PFM exercises were first described by Arnold Kegel in 1948. Studies in the literature have shown that PFM exercises provide adequate muscle tone and function in female patients with SUI and regress SUI symptoms. The number of contractions in PFM exercises applied in studies varies from 8 to 12 contractions 3 times a day to 20 contractions 4 times a day or 200 contractions per day. However, there is no consensus on the most successful PFM exercise protocol.

Surgical treatment is often used for the treatment of urinary incontinence. More than 200 surgical methods have been described in the surgical treatment of SUI. Almost all of these surgical methods consist of approaches that support the midurethral and bladder neck and both vaginal and abdominal techniques. Strategies to improve outcomes in women undergoing surgery for urinary incontinence and/or pelvic organ prolapse would be beneficial to both patients and healthcare providers, as costs and burden of disease would be reduced. Preoperative and postoperative physiotherapy interventions can improve physical outcomes and quality of life in women undergoing/having surgery for urinary incontinence. In other areas, such as orthopedic surgery, physiotherapy is often initiated as a rehabilitation treatment before surgery and resumed as soon as possible after surgery to prevent loss of function. It has been reported in the literature that damage to the pubococcygeus muscle during prolapse surgery may contribute to the development of postoperative stress incontinence in previously continent patients, and that this can be prevented with physiotherapy. Despite this, there is no consensus in the urogynecology community on the role of physiotherapy in patients who are planned to undergo surgical correction of prolapse and/or incontinence. To our knowledge, there is no study on the effectiveness of intensive PFM exercises applied in the preoperative period in women with SUI and planned surgery. The aim of this study is to examine the effect of an intensive PFM exercise program applied in the preoperative period to women with SUI who are planned to undergo surgery on the level of pelvic floor knowledge, pelvic floor muscle function, pelvic floor symptoms and the rate of undergoing surgery. This study will reveal the changes in muscle function and symptoms caused by PFM exercises applied in the preoperative period in women who are planned to undergo SUI surgery. In addition, the effect of this exercise protocol applied in the preoperative period on the surgical needs of women will also be determined and will guide the planning of pelvic physiotherapy and rehabilitation programs to be applied before gynecological surgery to reduce surgical burden.

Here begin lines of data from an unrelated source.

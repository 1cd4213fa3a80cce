//! The RPC seam between [`Client`](crate::Client) and the wire.
//!
//! A transport invokes a named remote procedure with positional arguments
//! and hands back a uniform [`RpcResponse`]. Protocol irregularities, such as
//! `Auth_logout` embedding its status inside a struct, are normalized by the
//! transport so the client never has to special-case them.

use chrono::NaiveDateTime;
use serde_json::Value;

use crate::errors::{PingdomError, Result};
use crate::structs::status::StatusCode;

/// An argument passed to a remote procedure.
#[derive(Debug, Clone, PartialEq)]
pub enum RpcValue {
    String(String),
    Int(i64),
    Bool(bool),
    DateTime(NaiveDateTime),
    /// Named members, in order.
    Struct(Vec<(String, RpcValue)>),
}

impl RpcValue {
    pub fn as_str(&self) -> Option<&str> {
        match self {
            Self::String(value) => Some(value),
            _ => None,
        }
    }

    /// Looks up a member of a struct value by name.
    pub fn member(&self, name: &str) -> Option<&RpcValue> {
        match self {
            Self::Struct(members) => members.iter().find(|(key, _)| key == name).map(|(_, v)| v),
            _ => None,
        }
    }
}

impl From<&str> for RpcValue {
    fn from(value: &str) -> Self {
        Self::String(value.to_string())
    }
}

impl From<String> for RpcValue {
    fn from(value: String) -> Self {
        Self::String(value)
    }
}

impl From<i64> for RpcValue {
    fn from(value: i64) -> Self {
        Self::Int(value)
    }
}

impl From<bool> for RpcValue {
    fn from(value: bool) -> Self {
        Self::Bool(value)
    }
}

impl From<NaiveDateTime> for RpcValue {
    fn from(value: NaiveDateTime) -> Self {
        Self::DateTime(value)
    }
}

/// Uniform `(status, payload)` result of a remote call.
#[derive(Debug, Clone, PartialEq)]
pub struct RpcResponse {
    pub status: i32,
    pub payload: Value,
}

impl RpcResponse {
    pub fn new(status: i32, payload: Value) -> Self {
        Self { status, payload }
    }

    /// A successful response carrying `payload`.
    pub fn ok(payload: Value) -> Self {
        Self::new(0, payload)
    }

    /// Turns a non-zero status into [`PingdomError::Service`].
    pub fn into_payload(self) -> Result<Value> {
        match StatusCode::from_code(self.status) {
            StatusCode::Ok => Ok(self.payload),
            status => Err(PingdomError::Service(status)),
        }
    }
}

/// Invokes named remote procedures.
///
/// Implementations block until the response is available. Transport-level
/// failures are returned as-is and never reinterpreted as service errors.
#[cfg_attr(test, mockall::automock)]
pub trait RpcTransport {
    fn call(&mut self, method: &str, args: &[RpcValue]) -> Result<RpcResponse>;
}

impl<T: RpcTransport + ?Sized> RpcTransport for Box<T> {
    fn call(&mut self, method: &str, args: &[RpcValue]) -> Result<RpcResponse> {
        (**self).call(method, args)
    }
}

The type of study is a prospective, randomized controlled study. Our study will be conducted on women with complaints of SUI and SUI-dominant MUI and planned for surgery. Women who applied to the Department of Obstetrics and Gynecology, Gülhane Education and Research Hospital with complaints of urinary incontinence and were diagnosed with SUI or SUI-dominant MUI by their obstetrician-gynecologist will be included in the study. Patients will be divided into two groups by block randomization method in order to participate in the pelvic floor exercise program. A semi-structured assessment form will be used to record demographic data. Patients' age (years), height (cm), body weight (kg), education level, and marital status will be recorded. In addition, patients occupation, main complaint, duration of complaint, previous surgeries, and family history will be questioned, and their medications, obstetric history (number of pregnancies, number of births, type of birth), smoking, chronic cough, and constipation will be questioned. Pelvic floor evaluations of patients will be performed in a sterile and quiet room. Pelvic floor knowledge level will be determined with the Pelvic Floor Health Knowledge Test, pelvic floor muscle function will be determined manually according to the Modified Oxford Scale and perineometric measurement using a vaginal probe. In addition, pelvic floor symptoms and the level of discomfort felt from these symptoms will be evaluated with the Global Pelvic Floor Disorder Questionnaire and urinary incontinence severity will be evaluated with the Incontinence Severity Index. Whether or not women underwent surgery after treatment will be checked and recorded from the physician's record system. In order to follow the patients' compliance with the exercise, each patient will be given an exercise diary and asked to fill it out. The pre- and post-treatment evaluation data obtained will be determined by making intergroup and intragroup comparisons with the appropriate statistical method.

Individuals who agree to participate in the study will be included in the study after signing the written consent form. The intervention group of the women will be determined in a computer environment using the block randomization method. The sample size of this study was calculated as a total of 60 people, 30 in each group, using the G*Power 3.1 program, according to similar studies in the literature, with 80% power and a type 1 error level of 0.05.

Enrollment

60 estimated patients

Sex

Female

Ages

18 to 65 years old

Volunteers

No Healthy Volunteers

Inclusion and exclusion criteria

Inclusion criteria for the study:

  • Being a woman between the ages of 18-65
  • Being diagnosed with SUI or SUI-predominant mixed type urinary incontinence by an obstetrician-gynecologist
  • Having active pelvic floor muscle contraction
  • No genital anatomical abnormality
  • Being able to understand and follow verbal and written instructions
  • The patient was referred to physiotherapy at least 6 weeks before the planned surgery date
  • Patients performed 75% or more of the given exercises (categorized as adequate compliance)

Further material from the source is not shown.